==== Records for this task ====

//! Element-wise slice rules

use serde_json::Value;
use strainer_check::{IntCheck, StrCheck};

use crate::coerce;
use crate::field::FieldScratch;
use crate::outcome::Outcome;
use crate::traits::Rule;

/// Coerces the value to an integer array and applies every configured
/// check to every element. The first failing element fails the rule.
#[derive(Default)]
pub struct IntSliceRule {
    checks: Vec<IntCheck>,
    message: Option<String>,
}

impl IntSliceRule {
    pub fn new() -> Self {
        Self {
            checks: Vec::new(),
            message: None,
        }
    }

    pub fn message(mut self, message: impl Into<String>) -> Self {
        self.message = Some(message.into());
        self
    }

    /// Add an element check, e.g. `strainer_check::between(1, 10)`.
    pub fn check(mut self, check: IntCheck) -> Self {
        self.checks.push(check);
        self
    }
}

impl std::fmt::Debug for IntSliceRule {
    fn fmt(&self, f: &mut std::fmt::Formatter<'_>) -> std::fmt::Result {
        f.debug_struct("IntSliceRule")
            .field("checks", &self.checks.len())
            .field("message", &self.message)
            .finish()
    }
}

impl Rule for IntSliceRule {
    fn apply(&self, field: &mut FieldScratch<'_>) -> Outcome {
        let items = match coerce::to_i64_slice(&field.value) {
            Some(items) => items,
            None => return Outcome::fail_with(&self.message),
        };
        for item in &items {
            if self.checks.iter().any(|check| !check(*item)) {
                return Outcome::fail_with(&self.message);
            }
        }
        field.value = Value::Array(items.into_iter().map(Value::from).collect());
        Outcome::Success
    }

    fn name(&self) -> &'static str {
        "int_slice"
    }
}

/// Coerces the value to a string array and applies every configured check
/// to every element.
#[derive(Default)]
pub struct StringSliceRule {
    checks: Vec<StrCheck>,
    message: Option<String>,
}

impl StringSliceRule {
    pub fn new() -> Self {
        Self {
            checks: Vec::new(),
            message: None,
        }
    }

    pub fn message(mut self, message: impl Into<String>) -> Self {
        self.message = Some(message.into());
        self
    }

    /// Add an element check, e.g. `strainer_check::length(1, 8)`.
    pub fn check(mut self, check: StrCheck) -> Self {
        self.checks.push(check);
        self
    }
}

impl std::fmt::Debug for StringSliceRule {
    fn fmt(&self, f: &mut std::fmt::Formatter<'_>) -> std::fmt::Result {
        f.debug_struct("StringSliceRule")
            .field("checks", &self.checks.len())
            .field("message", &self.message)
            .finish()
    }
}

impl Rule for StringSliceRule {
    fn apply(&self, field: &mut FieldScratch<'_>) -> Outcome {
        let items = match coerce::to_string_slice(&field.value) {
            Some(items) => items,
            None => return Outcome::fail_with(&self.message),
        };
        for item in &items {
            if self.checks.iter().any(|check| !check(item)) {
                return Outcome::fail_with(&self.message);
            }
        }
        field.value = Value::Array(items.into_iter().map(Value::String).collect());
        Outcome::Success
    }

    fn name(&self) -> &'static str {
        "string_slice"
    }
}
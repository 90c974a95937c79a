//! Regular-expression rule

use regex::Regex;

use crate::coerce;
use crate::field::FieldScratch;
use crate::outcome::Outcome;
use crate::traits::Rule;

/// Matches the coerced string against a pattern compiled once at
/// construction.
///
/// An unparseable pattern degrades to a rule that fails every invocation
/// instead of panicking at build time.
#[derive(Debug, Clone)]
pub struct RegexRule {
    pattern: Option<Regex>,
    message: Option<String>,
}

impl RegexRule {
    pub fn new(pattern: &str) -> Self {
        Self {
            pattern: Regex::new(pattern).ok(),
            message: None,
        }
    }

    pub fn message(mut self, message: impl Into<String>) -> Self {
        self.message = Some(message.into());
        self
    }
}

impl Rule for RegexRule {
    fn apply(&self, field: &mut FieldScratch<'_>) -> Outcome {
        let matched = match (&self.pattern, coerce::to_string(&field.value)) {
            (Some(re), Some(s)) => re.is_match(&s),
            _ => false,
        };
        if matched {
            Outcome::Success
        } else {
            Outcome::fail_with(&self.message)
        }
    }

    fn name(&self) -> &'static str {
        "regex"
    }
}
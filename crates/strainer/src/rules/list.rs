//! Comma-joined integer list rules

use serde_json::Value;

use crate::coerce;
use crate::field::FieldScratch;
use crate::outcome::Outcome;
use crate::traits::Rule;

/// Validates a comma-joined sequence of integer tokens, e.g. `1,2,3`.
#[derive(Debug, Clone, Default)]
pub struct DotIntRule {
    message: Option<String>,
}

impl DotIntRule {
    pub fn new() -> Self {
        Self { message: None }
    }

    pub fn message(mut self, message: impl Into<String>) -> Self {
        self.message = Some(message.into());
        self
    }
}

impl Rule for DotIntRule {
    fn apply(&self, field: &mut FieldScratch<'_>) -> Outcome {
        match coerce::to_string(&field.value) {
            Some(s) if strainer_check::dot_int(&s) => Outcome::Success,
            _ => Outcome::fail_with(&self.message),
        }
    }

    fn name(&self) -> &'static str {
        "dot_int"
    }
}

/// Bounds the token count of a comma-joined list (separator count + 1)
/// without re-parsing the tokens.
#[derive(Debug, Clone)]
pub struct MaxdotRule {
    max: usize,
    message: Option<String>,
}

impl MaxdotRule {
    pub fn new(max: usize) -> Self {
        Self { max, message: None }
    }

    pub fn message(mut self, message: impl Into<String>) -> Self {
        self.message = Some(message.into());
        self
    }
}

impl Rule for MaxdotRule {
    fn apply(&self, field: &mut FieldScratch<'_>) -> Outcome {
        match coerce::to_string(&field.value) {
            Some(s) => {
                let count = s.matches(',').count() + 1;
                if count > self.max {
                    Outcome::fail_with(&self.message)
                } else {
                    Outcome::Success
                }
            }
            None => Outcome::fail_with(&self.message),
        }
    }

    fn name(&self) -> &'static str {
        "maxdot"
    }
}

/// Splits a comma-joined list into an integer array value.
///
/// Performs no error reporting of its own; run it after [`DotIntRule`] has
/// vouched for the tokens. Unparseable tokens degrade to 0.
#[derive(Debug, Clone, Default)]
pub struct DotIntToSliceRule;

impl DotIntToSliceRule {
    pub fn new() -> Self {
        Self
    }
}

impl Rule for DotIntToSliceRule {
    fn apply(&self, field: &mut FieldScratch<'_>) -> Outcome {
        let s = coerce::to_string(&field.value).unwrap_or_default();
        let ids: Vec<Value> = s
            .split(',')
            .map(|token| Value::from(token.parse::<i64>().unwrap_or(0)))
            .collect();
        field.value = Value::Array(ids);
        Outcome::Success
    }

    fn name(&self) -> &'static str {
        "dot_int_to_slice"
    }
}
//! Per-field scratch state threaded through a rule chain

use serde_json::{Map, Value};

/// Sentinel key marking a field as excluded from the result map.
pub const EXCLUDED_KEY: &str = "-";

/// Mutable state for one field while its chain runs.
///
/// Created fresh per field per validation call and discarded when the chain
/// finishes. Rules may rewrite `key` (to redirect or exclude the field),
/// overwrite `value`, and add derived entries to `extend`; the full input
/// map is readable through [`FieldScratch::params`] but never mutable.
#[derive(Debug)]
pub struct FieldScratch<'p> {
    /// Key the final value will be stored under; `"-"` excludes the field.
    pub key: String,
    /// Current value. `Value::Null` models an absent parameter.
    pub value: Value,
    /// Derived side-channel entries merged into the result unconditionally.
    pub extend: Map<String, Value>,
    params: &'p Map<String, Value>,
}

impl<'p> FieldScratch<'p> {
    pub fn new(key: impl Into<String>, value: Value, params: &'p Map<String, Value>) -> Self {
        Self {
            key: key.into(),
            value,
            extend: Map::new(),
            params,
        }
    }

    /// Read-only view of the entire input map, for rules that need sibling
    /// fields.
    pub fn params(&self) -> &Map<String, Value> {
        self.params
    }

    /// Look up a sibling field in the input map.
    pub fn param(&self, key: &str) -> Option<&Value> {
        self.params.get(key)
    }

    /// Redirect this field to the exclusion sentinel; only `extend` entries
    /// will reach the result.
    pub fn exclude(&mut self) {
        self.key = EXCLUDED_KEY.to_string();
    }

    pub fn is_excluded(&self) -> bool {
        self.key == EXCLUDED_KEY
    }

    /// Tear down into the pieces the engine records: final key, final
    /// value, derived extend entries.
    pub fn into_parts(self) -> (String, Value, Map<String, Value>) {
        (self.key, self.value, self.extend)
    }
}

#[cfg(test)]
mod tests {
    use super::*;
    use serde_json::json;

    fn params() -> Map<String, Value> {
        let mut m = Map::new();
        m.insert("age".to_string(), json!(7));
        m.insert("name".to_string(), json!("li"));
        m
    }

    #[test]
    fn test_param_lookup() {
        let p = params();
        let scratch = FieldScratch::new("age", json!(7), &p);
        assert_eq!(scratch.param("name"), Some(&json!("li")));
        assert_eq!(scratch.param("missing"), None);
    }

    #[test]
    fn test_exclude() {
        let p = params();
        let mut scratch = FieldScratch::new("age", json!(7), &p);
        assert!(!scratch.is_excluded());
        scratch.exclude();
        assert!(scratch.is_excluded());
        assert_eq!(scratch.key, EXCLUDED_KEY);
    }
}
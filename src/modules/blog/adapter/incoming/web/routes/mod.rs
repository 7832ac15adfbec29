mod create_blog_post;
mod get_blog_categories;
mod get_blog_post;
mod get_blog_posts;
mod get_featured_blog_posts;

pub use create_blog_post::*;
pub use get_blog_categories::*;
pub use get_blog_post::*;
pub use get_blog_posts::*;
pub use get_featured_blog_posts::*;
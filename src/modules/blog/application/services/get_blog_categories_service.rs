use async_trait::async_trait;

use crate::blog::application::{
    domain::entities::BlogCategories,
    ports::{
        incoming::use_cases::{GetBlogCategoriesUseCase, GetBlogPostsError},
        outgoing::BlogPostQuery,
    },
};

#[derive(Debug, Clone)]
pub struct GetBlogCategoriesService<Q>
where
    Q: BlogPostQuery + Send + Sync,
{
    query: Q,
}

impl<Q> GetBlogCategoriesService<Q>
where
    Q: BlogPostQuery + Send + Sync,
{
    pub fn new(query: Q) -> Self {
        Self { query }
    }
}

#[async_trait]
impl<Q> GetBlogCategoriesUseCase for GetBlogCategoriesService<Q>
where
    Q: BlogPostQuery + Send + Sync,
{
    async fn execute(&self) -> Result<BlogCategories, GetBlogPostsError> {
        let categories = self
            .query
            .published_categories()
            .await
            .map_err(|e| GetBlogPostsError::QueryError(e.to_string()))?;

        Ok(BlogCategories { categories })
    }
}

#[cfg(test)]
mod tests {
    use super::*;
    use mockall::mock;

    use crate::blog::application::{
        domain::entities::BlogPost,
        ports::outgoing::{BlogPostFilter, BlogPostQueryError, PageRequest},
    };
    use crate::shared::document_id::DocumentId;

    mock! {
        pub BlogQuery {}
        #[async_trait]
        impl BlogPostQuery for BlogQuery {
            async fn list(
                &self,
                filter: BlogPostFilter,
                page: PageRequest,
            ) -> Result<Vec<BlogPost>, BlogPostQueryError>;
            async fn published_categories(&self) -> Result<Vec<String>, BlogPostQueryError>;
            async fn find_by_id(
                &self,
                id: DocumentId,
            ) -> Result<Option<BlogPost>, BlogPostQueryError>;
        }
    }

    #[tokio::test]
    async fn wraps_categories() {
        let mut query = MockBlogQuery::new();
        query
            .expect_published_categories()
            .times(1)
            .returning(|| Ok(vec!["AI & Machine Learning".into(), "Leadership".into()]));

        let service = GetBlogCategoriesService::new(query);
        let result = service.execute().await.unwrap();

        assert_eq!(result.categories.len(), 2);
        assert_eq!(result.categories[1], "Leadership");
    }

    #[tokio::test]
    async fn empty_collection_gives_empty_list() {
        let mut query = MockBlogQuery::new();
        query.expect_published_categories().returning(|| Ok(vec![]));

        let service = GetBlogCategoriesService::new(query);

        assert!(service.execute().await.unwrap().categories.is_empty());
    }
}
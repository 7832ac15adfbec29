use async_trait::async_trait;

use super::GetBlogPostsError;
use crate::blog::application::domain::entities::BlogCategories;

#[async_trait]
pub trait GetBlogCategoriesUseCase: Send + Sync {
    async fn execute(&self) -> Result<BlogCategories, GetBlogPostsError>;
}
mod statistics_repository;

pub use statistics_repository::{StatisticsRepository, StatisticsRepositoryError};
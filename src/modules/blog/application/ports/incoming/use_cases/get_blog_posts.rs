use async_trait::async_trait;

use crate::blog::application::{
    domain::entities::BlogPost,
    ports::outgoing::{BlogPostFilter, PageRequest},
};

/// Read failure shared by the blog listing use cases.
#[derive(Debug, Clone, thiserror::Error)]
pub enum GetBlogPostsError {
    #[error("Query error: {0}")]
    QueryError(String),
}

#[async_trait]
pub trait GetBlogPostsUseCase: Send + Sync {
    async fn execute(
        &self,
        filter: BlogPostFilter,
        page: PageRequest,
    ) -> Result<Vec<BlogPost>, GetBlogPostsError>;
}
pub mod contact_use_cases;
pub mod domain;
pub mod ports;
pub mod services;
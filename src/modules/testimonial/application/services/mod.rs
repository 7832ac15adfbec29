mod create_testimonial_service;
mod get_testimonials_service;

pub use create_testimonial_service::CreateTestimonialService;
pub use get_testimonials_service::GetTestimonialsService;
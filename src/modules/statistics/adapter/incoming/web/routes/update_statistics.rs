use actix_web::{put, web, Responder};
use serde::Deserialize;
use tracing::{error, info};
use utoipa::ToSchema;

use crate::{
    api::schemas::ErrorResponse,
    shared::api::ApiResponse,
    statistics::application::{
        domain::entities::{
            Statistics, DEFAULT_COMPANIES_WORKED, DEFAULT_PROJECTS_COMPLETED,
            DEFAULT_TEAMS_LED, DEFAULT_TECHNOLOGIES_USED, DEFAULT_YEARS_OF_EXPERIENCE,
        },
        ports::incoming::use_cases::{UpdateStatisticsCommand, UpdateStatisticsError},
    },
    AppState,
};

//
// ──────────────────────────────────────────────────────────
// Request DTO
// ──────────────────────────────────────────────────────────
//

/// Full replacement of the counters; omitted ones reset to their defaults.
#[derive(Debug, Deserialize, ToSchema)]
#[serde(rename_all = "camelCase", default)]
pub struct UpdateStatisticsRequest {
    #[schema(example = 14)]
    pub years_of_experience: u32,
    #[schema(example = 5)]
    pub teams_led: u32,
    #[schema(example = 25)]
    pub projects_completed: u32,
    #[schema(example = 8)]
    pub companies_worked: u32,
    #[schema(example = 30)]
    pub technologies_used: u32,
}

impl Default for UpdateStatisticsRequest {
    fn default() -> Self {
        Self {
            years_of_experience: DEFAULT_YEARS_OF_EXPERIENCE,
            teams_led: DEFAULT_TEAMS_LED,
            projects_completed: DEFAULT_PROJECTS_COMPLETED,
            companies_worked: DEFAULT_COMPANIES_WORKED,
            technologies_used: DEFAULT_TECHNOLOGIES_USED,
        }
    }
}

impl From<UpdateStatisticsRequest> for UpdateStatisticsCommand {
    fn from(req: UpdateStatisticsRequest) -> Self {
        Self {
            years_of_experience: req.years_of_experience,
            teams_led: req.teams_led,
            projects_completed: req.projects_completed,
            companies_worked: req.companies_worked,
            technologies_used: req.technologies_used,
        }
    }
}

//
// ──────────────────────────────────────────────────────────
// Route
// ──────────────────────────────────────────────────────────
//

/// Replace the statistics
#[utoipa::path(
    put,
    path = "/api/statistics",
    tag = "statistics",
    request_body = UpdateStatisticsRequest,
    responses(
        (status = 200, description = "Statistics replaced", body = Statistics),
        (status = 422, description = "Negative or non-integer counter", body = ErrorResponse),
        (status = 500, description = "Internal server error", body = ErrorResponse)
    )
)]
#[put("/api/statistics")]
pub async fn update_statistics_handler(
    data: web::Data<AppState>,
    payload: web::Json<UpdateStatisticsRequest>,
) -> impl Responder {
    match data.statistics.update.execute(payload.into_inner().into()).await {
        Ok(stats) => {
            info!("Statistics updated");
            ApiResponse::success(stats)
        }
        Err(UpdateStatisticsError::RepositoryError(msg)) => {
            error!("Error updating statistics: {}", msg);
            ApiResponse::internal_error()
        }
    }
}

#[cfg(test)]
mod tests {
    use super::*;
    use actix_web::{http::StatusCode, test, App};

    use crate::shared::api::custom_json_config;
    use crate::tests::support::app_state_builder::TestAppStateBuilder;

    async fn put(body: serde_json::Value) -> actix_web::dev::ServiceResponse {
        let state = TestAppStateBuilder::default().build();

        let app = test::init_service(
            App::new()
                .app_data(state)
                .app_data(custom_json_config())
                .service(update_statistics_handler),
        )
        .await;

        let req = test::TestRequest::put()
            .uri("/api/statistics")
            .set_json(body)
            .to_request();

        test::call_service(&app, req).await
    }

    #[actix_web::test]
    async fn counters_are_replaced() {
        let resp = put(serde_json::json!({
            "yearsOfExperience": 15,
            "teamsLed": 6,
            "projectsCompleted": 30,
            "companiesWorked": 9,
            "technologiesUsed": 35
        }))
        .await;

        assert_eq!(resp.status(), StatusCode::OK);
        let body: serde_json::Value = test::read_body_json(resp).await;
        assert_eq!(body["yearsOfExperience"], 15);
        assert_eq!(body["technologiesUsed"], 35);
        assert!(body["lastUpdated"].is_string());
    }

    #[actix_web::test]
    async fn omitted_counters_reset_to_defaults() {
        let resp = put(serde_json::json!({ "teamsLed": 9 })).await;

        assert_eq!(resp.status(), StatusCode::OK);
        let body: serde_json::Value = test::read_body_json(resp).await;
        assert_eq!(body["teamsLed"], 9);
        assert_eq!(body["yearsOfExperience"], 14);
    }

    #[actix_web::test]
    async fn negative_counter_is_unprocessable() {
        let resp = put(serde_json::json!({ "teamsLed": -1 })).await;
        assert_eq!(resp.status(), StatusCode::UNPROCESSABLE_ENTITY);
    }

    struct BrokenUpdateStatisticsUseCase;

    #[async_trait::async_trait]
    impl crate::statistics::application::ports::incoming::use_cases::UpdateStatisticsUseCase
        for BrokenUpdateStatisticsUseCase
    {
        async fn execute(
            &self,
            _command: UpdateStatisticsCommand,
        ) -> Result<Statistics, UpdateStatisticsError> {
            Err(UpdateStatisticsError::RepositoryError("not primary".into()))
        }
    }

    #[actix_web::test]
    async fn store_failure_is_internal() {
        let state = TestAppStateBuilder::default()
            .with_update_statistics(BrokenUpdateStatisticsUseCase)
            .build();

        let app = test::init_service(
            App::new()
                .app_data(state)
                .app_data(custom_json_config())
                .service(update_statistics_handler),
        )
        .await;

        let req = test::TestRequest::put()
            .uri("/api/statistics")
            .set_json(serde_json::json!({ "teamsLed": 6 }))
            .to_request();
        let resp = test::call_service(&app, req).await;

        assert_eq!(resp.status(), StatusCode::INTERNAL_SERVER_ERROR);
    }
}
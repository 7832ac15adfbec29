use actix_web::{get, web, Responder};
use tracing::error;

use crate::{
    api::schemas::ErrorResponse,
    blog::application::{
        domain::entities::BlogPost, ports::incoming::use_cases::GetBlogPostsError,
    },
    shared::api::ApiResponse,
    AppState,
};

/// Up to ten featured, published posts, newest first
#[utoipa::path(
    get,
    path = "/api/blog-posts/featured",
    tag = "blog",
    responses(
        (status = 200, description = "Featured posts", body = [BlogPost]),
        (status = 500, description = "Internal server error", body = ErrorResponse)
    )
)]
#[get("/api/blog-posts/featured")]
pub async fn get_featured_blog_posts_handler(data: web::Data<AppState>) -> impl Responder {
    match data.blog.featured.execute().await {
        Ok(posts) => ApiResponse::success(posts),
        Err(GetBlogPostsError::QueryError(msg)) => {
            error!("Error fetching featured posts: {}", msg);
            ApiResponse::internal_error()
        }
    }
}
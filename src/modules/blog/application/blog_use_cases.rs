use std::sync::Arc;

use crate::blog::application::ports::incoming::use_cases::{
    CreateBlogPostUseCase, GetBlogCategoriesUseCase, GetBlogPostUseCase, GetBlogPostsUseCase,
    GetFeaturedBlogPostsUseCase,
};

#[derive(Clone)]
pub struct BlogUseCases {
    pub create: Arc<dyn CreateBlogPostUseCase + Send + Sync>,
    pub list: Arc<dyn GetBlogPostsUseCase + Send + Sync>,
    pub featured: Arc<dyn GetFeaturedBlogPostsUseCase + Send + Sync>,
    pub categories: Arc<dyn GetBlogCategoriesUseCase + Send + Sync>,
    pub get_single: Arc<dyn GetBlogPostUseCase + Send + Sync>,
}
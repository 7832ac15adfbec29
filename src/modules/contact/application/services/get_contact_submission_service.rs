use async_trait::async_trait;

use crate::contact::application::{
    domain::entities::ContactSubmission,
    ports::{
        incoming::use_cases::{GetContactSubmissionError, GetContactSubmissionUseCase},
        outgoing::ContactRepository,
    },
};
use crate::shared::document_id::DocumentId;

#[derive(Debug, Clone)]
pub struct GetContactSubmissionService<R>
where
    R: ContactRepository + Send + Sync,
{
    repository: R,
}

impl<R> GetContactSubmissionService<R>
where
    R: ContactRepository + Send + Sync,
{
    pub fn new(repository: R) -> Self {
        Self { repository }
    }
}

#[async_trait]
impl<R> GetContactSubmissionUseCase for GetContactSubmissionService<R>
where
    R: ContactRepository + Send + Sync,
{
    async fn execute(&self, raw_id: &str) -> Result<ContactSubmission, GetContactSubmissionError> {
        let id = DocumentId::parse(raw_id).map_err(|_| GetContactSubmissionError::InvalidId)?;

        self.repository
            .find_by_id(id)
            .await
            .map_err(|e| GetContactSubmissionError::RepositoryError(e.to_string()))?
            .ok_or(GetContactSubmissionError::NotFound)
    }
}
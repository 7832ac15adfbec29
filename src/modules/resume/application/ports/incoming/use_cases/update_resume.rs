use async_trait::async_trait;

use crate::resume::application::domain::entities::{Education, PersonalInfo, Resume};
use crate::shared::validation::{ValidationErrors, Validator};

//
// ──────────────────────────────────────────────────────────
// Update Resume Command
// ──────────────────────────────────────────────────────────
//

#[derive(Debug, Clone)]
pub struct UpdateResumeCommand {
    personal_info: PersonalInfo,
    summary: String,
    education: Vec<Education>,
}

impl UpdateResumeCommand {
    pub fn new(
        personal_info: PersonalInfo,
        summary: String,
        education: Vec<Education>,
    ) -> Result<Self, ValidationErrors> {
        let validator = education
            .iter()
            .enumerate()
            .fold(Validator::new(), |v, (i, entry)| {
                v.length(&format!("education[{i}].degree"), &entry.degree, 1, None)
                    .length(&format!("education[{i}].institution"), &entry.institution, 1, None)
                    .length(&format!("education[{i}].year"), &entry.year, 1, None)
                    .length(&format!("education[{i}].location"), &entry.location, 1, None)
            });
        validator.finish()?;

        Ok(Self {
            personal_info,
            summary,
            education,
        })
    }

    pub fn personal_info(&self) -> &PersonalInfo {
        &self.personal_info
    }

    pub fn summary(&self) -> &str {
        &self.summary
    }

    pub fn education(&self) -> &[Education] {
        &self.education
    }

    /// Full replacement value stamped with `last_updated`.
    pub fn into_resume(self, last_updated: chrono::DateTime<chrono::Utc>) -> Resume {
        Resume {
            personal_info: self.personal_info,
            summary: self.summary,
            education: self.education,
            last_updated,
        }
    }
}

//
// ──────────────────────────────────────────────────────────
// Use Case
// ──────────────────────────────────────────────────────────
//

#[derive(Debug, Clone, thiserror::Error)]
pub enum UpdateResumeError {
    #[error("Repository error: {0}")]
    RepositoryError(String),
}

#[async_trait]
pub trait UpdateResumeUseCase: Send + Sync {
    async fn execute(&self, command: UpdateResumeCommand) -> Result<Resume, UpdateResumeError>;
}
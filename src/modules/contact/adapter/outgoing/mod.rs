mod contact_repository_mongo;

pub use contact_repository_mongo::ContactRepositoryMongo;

====

### Your task
Which lines of the data above contain "UpdateResumeCommand"? Copy each one.

### Response area
pub struct UpdateResumeCommand {
impl UpdateResumeCommand {
    async fn execute(&self, command: UpdateResumeCommand) -> Result<Resume, UpdateResumeError>;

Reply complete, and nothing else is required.